**Stored data entries:**
━━━━

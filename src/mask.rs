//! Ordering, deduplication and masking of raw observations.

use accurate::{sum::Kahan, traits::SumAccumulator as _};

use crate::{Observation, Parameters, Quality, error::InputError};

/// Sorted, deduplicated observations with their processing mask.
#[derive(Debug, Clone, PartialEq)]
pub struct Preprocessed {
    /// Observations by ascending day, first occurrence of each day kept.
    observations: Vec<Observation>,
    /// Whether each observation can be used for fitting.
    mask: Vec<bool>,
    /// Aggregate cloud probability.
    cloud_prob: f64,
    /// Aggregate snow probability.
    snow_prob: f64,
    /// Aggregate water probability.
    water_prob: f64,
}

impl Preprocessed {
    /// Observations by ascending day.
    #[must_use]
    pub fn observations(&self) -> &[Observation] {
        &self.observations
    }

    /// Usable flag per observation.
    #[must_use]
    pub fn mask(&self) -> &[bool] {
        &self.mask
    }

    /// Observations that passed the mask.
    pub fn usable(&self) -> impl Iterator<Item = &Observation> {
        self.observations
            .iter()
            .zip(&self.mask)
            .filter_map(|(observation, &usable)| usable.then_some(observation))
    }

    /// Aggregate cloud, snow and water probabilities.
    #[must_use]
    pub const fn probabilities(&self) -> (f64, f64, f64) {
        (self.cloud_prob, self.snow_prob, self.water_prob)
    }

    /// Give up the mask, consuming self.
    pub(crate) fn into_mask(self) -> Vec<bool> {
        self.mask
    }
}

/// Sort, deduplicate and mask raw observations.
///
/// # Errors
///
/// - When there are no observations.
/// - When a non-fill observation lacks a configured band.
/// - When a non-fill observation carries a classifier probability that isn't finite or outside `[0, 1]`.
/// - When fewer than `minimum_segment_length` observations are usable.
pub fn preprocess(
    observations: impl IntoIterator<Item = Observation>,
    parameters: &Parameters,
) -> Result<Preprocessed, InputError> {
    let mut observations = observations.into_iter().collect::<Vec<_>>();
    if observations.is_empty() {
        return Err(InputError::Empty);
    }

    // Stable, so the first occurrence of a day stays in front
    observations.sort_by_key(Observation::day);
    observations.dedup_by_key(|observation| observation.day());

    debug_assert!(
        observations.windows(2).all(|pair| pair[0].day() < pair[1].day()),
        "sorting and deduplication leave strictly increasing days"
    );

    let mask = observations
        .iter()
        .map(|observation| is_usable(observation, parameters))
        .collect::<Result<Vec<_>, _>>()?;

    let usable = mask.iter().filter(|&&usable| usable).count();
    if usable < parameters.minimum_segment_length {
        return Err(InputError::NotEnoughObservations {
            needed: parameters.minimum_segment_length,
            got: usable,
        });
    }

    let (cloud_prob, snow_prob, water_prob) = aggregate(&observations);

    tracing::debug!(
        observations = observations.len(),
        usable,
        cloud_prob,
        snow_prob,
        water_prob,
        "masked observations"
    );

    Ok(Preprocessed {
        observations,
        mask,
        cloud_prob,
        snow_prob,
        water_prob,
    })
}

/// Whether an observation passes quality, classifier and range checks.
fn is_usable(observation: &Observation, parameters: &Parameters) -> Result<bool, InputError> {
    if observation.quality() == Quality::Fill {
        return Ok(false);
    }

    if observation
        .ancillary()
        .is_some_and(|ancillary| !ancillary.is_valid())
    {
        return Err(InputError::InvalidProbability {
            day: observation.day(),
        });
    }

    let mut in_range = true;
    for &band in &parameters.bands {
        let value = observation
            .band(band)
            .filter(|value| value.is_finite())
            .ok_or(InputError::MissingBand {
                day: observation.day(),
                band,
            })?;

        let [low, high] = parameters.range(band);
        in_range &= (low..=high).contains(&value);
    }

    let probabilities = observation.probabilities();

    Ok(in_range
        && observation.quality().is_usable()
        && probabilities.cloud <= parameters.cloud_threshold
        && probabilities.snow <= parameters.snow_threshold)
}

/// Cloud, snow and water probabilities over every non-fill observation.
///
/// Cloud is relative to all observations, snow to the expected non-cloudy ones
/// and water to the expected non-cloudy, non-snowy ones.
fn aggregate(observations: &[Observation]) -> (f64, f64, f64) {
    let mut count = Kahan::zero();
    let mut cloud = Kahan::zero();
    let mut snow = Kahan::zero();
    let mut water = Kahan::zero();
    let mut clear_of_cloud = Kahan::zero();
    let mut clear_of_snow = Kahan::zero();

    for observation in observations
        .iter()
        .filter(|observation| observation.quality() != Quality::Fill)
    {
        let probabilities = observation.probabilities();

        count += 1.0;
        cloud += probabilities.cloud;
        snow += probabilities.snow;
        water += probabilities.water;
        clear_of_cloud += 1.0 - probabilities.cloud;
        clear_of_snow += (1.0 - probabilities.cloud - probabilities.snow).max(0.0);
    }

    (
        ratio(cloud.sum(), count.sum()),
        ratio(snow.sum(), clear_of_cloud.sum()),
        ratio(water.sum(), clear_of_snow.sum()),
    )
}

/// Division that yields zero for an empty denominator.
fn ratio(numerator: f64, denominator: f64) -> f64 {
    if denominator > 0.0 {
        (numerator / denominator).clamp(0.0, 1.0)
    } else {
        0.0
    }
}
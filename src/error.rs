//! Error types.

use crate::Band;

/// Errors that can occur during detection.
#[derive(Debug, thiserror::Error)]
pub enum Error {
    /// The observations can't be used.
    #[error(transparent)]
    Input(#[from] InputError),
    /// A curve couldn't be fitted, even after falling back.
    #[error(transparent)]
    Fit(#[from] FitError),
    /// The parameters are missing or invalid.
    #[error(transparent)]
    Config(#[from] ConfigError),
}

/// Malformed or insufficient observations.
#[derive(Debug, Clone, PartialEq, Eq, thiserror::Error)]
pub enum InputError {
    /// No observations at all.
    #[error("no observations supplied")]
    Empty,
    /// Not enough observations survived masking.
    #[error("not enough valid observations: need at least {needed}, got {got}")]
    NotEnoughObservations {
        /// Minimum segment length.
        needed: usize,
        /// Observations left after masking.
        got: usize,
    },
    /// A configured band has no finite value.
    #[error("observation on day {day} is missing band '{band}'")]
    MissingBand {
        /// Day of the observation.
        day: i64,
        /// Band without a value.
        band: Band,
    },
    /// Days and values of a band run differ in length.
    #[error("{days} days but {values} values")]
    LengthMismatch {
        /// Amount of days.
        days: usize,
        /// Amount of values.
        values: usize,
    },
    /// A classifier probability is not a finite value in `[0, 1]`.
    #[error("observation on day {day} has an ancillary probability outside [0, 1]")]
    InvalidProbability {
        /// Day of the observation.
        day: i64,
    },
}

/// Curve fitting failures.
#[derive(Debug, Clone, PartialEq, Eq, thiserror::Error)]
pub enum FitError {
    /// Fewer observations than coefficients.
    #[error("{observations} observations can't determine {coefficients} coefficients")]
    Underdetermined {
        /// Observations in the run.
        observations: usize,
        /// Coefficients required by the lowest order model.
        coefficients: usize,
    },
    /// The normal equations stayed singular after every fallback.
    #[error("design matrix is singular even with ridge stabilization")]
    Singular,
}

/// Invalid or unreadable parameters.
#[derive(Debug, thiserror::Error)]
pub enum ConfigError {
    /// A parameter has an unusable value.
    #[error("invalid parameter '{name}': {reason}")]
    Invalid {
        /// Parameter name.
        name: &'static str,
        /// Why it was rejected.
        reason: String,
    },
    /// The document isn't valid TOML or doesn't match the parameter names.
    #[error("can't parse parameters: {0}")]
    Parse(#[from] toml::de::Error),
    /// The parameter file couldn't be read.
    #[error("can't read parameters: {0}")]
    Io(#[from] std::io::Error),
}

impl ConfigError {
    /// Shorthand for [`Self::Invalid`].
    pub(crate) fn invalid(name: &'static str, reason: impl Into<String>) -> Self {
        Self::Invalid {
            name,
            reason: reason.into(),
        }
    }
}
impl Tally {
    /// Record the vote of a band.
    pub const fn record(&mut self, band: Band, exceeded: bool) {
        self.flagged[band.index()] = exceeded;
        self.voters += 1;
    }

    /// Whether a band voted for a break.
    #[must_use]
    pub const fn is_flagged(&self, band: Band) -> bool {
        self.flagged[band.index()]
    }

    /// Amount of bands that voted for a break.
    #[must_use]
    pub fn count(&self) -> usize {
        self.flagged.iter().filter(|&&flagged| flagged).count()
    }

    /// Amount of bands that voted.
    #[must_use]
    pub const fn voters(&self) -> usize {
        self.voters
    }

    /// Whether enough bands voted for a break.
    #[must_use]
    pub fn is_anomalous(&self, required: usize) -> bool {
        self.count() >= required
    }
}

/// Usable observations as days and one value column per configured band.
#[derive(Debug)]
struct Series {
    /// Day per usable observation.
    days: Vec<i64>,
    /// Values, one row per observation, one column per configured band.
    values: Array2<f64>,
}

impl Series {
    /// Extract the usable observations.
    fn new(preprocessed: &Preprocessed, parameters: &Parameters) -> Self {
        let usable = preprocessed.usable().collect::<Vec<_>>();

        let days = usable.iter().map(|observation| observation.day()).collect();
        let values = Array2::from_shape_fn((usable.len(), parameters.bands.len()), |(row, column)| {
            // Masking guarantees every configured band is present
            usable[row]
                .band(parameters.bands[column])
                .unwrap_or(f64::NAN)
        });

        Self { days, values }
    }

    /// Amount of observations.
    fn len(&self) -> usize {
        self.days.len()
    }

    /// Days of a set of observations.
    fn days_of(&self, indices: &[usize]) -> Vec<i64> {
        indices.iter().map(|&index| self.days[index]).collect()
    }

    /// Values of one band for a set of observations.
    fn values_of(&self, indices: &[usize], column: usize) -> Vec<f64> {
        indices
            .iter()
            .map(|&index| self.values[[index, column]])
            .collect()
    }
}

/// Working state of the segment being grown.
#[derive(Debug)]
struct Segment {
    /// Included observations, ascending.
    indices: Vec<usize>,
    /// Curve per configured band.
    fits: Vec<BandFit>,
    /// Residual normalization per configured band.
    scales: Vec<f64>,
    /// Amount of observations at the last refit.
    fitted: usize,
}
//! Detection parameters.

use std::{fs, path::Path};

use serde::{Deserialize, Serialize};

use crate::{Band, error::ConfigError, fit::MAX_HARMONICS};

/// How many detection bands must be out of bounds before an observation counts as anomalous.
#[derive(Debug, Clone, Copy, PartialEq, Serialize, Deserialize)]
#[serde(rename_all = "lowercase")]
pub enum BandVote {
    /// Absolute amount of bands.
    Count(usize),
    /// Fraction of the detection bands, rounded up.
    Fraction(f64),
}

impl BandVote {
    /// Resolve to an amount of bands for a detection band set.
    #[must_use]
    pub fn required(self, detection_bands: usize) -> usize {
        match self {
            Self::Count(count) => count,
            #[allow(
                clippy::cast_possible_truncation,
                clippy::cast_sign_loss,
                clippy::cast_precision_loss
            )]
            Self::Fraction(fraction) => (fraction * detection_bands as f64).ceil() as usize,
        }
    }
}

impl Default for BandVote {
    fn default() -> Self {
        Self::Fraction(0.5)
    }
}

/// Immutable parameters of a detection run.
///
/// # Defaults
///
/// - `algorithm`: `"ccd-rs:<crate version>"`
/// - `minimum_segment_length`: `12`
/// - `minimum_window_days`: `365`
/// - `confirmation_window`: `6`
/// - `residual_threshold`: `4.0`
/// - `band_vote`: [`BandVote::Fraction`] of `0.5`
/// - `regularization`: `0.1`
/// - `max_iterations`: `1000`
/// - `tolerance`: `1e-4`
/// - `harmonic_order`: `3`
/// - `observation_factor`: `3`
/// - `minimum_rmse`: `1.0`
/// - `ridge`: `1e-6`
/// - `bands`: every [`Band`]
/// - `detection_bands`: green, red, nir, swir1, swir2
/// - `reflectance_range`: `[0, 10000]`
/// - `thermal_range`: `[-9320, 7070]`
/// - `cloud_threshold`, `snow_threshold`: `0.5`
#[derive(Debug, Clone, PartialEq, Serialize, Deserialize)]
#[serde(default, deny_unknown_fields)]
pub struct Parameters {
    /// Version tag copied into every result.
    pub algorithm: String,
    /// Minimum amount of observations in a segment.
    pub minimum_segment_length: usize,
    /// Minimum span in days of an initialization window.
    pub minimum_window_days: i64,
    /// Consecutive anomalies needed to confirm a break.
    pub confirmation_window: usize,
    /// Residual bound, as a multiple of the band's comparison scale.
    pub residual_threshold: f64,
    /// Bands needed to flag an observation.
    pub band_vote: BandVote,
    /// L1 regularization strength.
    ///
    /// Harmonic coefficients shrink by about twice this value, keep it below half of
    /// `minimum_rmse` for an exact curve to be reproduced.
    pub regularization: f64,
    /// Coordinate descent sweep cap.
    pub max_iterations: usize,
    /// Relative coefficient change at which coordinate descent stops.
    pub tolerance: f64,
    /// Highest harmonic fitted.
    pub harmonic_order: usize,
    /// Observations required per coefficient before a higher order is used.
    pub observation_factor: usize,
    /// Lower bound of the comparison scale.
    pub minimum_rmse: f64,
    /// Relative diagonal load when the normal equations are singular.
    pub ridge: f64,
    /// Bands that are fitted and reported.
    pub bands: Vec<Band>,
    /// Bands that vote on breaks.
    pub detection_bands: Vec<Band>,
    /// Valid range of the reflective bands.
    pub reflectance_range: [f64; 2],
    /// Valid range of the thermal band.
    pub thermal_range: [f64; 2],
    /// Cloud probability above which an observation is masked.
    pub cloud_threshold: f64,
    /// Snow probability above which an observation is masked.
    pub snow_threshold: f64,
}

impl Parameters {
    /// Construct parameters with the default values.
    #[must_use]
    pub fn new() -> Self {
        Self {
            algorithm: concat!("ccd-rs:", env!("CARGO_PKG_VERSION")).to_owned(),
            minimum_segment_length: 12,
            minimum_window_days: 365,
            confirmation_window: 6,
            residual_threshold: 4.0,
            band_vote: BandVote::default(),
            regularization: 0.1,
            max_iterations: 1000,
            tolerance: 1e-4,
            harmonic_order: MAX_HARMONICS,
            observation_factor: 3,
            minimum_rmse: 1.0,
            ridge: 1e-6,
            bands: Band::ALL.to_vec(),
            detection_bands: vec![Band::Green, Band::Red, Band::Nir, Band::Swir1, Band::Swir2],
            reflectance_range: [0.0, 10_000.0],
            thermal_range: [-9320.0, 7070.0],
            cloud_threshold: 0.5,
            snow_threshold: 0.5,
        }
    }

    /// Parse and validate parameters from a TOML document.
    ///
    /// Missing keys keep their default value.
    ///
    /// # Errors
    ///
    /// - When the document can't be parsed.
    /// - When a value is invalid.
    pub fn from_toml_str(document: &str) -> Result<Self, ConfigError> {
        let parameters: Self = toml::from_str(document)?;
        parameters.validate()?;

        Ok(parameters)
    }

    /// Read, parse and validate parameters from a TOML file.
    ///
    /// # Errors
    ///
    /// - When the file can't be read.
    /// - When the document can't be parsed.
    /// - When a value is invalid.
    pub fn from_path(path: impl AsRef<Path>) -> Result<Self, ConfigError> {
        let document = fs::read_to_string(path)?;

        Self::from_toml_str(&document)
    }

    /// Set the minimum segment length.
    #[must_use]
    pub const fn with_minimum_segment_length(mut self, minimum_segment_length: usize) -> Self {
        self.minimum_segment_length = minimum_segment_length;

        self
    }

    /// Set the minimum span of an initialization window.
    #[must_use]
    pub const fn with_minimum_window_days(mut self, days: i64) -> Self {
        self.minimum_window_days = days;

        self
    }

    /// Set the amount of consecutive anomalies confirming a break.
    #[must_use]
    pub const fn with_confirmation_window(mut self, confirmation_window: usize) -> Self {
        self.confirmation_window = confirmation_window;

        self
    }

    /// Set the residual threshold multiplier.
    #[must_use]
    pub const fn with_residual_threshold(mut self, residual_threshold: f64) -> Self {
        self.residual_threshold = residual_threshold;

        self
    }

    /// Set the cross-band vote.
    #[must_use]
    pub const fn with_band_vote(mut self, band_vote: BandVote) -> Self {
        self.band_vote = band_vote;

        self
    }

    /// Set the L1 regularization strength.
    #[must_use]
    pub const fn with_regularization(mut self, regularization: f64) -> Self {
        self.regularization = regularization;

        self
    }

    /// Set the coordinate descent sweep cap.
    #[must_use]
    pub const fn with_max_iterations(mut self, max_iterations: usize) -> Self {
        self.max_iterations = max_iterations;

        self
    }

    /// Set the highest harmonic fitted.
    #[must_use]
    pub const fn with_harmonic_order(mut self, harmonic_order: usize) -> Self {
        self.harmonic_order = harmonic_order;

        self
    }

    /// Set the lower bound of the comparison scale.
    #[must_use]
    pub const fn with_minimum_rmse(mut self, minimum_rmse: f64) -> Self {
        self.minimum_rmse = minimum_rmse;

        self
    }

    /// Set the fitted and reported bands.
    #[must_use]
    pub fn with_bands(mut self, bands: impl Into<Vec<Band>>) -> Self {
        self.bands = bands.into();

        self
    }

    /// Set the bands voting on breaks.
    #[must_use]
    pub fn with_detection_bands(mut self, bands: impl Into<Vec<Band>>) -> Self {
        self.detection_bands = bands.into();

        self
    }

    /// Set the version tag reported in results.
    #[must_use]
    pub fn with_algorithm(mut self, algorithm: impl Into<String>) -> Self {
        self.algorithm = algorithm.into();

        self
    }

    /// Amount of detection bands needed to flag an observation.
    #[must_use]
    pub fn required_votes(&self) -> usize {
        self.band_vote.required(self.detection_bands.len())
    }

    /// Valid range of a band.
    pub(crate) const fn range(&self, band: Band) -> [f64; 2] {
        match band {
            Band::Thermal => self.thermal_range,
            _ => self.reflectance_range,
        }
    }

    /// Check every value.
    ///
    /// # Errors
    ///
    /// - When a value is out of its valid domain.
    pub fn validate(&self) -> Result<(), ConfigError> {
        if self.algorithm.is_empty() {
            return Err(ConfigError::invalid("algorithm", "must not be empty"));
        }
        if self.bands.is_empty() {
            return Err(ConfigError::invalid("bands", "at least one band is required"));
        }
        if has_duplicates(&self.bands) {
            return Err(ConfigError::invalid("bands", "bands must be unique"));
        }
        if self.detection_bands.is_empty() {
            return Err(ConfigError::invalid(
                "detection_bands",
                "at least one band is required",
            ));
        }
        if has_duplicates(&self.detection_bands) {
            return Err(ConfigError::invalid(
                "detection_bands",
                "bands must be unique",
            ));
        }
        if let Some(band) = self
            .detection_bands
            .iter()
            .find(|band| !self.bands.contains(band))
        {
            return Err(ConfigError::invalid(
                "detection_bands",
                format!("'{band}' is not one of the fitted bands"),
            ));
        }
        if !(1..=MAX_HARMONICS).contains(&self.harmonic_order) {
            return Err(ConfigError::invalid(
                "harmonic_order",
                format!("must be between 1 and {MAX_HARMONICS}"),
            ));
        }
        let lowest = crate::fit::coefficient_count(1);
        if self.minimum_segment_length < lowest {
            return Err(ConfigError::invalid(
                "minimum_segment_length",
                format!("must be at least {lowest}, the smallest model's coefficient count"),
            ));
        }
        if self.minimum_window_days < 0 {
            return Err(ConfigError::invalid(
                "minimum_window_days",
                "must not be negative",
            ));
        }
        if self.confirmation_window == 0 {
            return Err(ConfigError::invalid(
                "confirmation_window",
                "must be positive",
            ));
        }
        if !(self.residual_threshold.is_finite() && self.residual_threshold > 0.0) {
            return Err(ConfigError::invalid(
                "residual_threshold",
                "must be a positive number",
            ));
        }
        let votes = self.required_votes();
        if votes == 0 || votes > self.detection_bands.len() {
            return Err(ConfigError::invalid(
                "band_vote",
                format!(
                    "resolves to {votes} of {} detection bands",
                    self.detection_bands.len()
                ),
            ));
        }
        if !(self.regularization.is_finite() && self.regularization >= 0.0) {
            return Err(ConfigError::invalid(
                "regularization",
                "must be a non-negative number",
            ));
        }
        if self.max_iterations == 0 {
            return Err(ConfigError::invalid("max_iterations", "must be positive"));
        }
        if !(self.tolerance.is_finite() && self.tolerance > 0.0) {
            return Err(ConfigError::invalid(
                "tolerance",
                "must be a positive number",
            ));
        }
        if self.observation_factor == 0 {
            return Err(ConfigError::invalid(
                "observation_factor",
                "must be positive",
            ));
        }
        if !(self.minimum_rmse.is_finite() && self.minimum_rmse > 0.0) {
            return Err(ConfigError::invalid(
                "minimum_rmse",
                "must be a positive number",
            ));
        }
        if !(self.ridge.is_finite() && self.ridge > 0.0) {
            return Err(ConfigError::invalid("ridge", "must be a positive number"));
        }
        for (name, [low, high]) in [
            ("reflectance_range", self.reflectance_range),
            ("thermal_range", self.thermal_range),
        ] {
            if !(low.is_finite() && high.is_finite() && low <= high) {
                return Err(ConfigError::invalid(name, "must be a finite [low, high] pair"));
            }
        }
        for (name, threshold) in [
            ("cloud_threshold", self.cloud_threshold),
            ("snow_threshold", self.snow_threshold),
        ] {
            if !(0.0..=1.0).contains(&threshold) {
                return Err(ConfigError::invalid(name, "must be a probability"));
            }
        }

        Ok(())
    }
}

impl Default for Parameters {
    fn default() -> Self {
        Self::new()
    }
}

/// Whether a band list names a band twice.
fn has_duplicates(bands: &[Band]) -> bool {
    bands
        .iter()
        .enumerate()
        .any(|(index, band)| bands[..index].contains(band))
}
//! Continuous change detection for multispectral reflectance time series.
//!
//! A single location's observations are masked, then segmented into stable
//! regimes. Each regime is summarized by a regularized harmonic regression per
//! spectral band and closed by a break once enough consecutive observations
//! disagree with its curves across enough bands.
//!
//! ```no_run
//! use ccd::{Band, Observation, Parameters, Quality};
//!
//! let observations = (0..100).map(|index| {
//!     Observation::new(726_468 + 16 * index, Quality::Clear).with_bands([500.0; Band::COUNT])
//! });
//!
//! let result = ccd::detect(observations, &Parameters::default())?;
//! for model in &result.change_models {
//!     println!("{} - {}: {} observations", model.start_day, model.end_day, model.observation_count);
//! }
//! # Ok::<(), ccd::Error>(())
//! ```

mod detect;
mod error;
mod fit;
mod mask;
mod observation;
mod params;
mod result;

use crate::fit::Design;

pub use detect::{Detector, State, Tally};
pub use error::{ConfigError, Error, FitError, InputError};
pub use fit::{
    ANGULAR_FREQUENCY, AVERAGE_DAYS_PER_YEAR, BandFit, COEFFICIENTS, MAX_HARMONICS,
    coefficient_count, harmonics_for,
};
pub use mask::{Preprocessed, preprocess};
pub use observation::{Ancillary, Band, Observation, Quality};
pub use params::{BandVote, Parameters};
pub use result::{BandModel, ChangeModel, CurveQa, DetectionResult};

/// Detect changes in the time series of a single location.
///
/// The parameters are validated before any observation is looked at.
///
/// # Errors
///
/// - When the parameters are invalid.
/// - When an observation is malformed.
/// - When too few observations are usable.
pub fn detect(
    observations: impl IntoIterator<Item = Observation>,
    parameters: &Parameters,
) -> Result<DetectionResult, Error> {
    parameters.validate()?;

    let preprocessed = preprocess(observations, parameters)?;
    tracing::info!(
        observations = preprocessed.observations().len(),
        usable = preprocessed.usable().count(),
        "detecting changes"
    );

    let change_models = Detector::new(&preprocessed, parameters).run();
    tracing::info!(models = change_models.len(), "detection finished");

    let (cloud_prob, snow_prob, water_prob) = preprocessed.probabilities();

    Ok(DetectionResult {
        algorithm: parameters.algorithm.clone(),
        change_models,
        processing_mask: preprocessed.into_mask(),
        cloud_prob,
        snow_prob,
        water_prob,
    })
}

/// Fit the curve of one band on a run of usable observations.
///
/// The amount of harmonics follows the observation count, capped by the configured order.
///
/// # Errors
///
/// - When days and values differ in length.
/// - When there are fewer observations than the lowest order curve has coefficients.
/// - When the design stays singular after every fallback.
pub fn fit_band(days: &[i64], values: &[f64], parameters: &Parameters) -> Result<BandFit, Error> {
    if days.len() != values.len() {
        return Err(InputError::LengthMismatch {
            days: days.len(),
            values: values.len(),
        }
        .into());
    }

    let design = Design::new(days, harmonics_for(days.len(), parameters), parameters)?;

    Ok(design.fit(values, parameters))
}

━━━━

**The task:**
Nothing should be returned except the lines from the first line of the data above through the line with "pub fn mask(&self)", each one exact.

**Answer space:**
filename src/mask.rs
//! Ordering, deduplication and masking of raw observations.

use accurate::{sum::Kahan, traits::SumAccumulator as _};

use crate::{Observation, Parameters, Quality, error::InputError};

/// Sorted, deduplicated observations with their processing mask.
#[derive(Debug, Clone, PartialEq)]
pub struct Preprocessed {
    /// Observations by ascending day, first occurrence of each day kept.
    observations: Vec<Observation>,
    /// Whether each observation can be used for fitting.
    mask: Vec<bool>,
    /// Aggregate cloud probability.
    cloud_prob: f64,
    /// Aggregate snow probability.
    snow_prob: f64,
    /// Aggregate water probability.
    water_prob: f64,
}

impl Preprocessed {
    /// Observations by ascending day.
    #[must_use]
    pub fn observations(&self) -> &[Observation] {
        &self.observations
    }

    /// Usable flag per observation.
    #[must_use]
    pub fn mask(&self) -> &[bool] {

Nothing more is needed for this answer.